Effects of facultative endosymbiont infection rate in hyperparasitized aphids/mummies based on the sampling date (left panel) and plant fertilization (right panel) on network level specialization index (H 2 ′). Sampling was conducted at two time points: 1st sampling date (wheat milk ripening stage, 02 July–06 July 2013) and 2nd sampling date (wheat dough ripening stage, 08 July–13 July 2013)
4. DISCUSSION
This study provides the first comprehensive assessment on the occurrence of three facultative endosymbionts and their effects on the assemblages of primary parasitoids and hyperparasitoids in natural S. avenae populations. Moreover, we examined the putative effects of landscape complexity and plant fertilization, on the occurrences of facultative endosymbionts and their interaction with parasitoids.
In our first hypothesis, we predicted that H. defensa and R. insecticola confer protection to parasitoids. We found that overall facultative endosymbiont infection rates were around 80% in living unparasitized and parasitized aphids, while they were approximately half in mummified aphids. From this, we would suggest that either R. insecticola, H. defensa or both protect aphids from parasitoids under field conditions, even if aphids are killed by parasitoids species of which some might be able to overcome this protection. The protection is, however, not 100% effective, as still approximately half of the facultative endosymbiont‐infected aphids were mummified and killed by parasitoids.
In cases where protection is successful, the immature parasitoid is killed in the host aphid (Hansen et al., 2012; Oliver et al., 2009), and it is thus likely that a selection for the ability to avoid facultative endosymbionts should be occurring among parasitoids (Lukasik et al., 2013). In fact, there are reports that parasitoids avoiding oviposition into S. avenae infected by H. defensa, even though this facultative endosymbiont does not affect parasitoid development (Lukasik et al., 2013). However, as facultative endosymbiont infection rates were similar between living unparasitized and parasitized aphids, we could not see direct evidence from our study for such avoidance. This might be explained by the parasitoid response to facultative endosymbiont protection varying between species (Asplen et al., 2014; McLean & Godfray, 2015), including either resistance to toxins, behavioural adaptation or both. Thus, in natural parasitoid communities, such effects may be difficult to discern. Furthermore, the facultative endosymbiont infection rates were relatively high (~80%) and aphid densities were low in the experimental fields. This might have caused a trade‐off for parasitoids between the costs of taking the risk of oviposition in infected hosts (Oliver et al., 2003) and searching for uninfected aphids (Lukasik et al., 2013). Even if the parasitoids may be able to detect the facultative endosymbionts, the high facultative endosymbiont infection rate combined with low aphid density may have pushed primary parasitoids to use all hosts available or use other oviposition strategies, such as laying multiple eggs into the same aphids (Oliver et al., 2012) or laying eggs in to earlier instar aphids (Schmid et al., 2012). Note, however, that the availability of alternative hosts such as aphids on weeds in the fields could relax the pressure of parasitoids in finding facultative endosymbiont‐free hosts.
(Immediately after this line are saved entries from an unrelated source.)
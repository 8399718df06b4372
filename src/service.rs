//! Service identifiers.
//!
//! A negative identifier names a fixed TCP port (its absolute value). A
//! positive identifier is a program number whose port is resolved at runtime
//! through the naming service. Zero is never valid.

use std::fmt;
use std::str::FromStr;

use serde::{Deserialize, Serialize};

use crate::error::NetError;

/// Default identifier of the transaction-latency service (fixed port 3962).
pub const TCP_XACT: i32 = -3962;

/// Default identifier of the connection-cost service (fixed port 3965).
pub const TCP_CONNECT: i32 = -3965;

/// How the port behind a [`ServiceId`] is obtained.
#[derive(Debug, Clone, Copy, PartialEq, Eq)]
pub enum PortSource {
    /// Literal, well-known TCP port.
    Fixed(u16),
    /// Program number registered with the naming service.
    Program(u32),
}

/// Validated service identifier; see the module docs for the sign convention.
#[derive(Debug, Clone, Copy, PartialEq, Eq, Hash, Serialize, Deserialize)]
#[serde(try_from = "i32", into = "i32")]
pub struct ServiceId(i32);

impl ServiceId {
    /// Default transaction-latency service.
    pub const XACT: ServiceId = ServiceId(TCP_XACT);
    /// Default connection-cost service.
    pub const CONNECT: ServiceId = ServiceId(TCP_CONNECT);

    pub fn new(raw: i32) -> Result<Self, NetError> {
        if raw == 0 {
            return Err(NetError::InvalidService {
                value: 0,
                reason: "zero is not a service identifier",
            });
        }
        if raw < 0 && raw.unsigned_abs() > u32::from(u16::MAX) {
            return Err(NetError::InvalidService {
                value: i64::from(raw),
                reason: "fixed port out of range",
            });
        }
        Ok(ServiceId(raw))
    }

    pub fn raw(self) -> i32 {
        self.0
    }

    pub fn source(self) -> PortSource {
        if self.0 < 0 {
            // new() guarantees the magnitude fits in a u16
            PortSource::Fixed(self.0.unsigned_abs() as u16)
        } else {
            PortSource::Program(self.0 as u32)
        }
    }

    /// Program number, if this identifier needs the naming service.
    pub fn program(self) -> Option<u32> {
        match self.source() {
            PortSource::Program(p) => Some(p),
            PortSource::Fixed(_) => None,
        }
    }
}

impl TryFrom<i32> for ServiceId {
    type Error = NetError;

    fn try_from(raw: i32) -> Result<Self, Self::Error> {
        ServiceId::new(raw)
    }
}

impl From<ServiceId> for i32 {
    fn from(id: ServiceId) -> i32 {
        id.0
    }
}

impl FromStr for ServiceId {
    type Err = NetError;

    fn from_str(s: &str) -> Result<Self, Self::Err> {
        let raw: i32 = s.trim().parse().map_err(|_| NetError::InvalidService {
            value: 0,
            reason: "not an integer",
        })?;
        ServiceId::new(raw)
    }
}

impl fmt::Display for ServiceId {
    fn fmt(&self, f: &mut fmt::Formatter<'_>) -> fmt::Result {
        match self.source() {
            PortSource::Fixed(port) => write!(f, "port {}", port),
            PortSource::Program(prog) => write!(f, "program {}", prog),
        }
    }
}

#[cfg(test)]
mod tests {
    use super::*;

    #[test]
    fn test_negative_is_fixed_port() {
        let id = ServiceId::new(-7070).unwrap();
        assert_eq!(id.source(), PortSource::Fixed(7070));
        assert_eq!(id.program(), None);
    }

    #[test]
    fn test_positive_is_program() {
        let id = ServiceId::new(44).unwrap();
        assert_eq!(id.source(), PortSource::Program(44));
        assert_eq!(id.program(), Some(44));
    }

    #[test]
    fn test_zero_and_oversized_ports_rejected() {
        assert!(ServiceId::new(0).is_err());
        assert!(ServiceId::new(-70_000).is_err());
        assert!(ServiceId::new(-65_535).is_ok());
    }

    #[test]
    fn test_parse_and_serde() {
        let id: ServiceId = "-3962".parse().unwrap();
        assert_eq!(id.raw(), TCP_XACT);
        assert!("abc".parse::<ServiceId>().is_err());

        #[derive(Deserialize)]
        struct Wrapper {
            id: ServiceId,
        }
        let w: Wrapper = toml::from_str("id = 44").unwrap();
        assert_eq!(w.id.program(), Some(44));
        assert!(toml::from_str::<Wrapper>("id = 0").is_err());
    }
}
The relationship between facultative endosymbiont prevalence and parasitism also needs to be interpreted cautiously, as the present study did not account for aphid genotype. For example, some pea aphid genotypes have been shown to resist A. ervi in the absence of endosymbionts, although the symbiont‐encoded resistance has still been suggested to be the most important mechanism for aphid–parasitoid defence (Martinez, Ritter, Doremus, Russell, & Oliver, 2014). In S. avenae, specific host genotype–endosymbiont associations have been found, however, parasitism rate was unaffected by these host genotype–endosymbiont associations (Zepeda‐Paulo, Villegas, & Lavandero, 2017). Bearing this in mind, our results seem not to be affected by endosymbiont–host genotype associations and they indicate that H. defensa and R. insecticola primarily affect immature parasitoids by killing them within their aphid hosts rather than by avoiding the parasitoids’ oviposition into infected aphids. In addition, molecular methods may overestimate the real biocontrol efficiency of parasitoids on their aphid hosts, as they do not indicate whether parasitoid eggs and larvae survive within the host or if they are killed by host defence mechanisms, which has been discussed earlier (Agusti et al., 2005; Gariepy, Kuhlmann, Gillott, & Erlandson, 2007; Traugott, Kamenova, Ruess, Seeber, & Plantegenest, 2013).
Our results also suggest the effects of R. insecticola and H. defensa on parasitoids were different. Several previous studies have shown that the strength of protection can differ among facultative endosymbiont species or even between different strains of the same facultative endosymbiont species (reviewed by Oliver et al., 2014). In our study system, R. insecticola seems to induce stronger effects on the parasitoid assemblage. It has been shown that the protective function of H. defensa depends on the presence of specific bacteriophages called APSEs (A. pisum secondary endosymbiont; Degnan & Moran, 2008; Oliver et al., 2009). Here, the samples were not tested for the identities of these bacteriophages, which may have inflated the variability in the protective strengths of facultative endosymbionts. The effects of facultative endosymbionts, including endosymbiont strain information and APSEs identities, in natural aphid and parasitoid populations should be examined in future studies.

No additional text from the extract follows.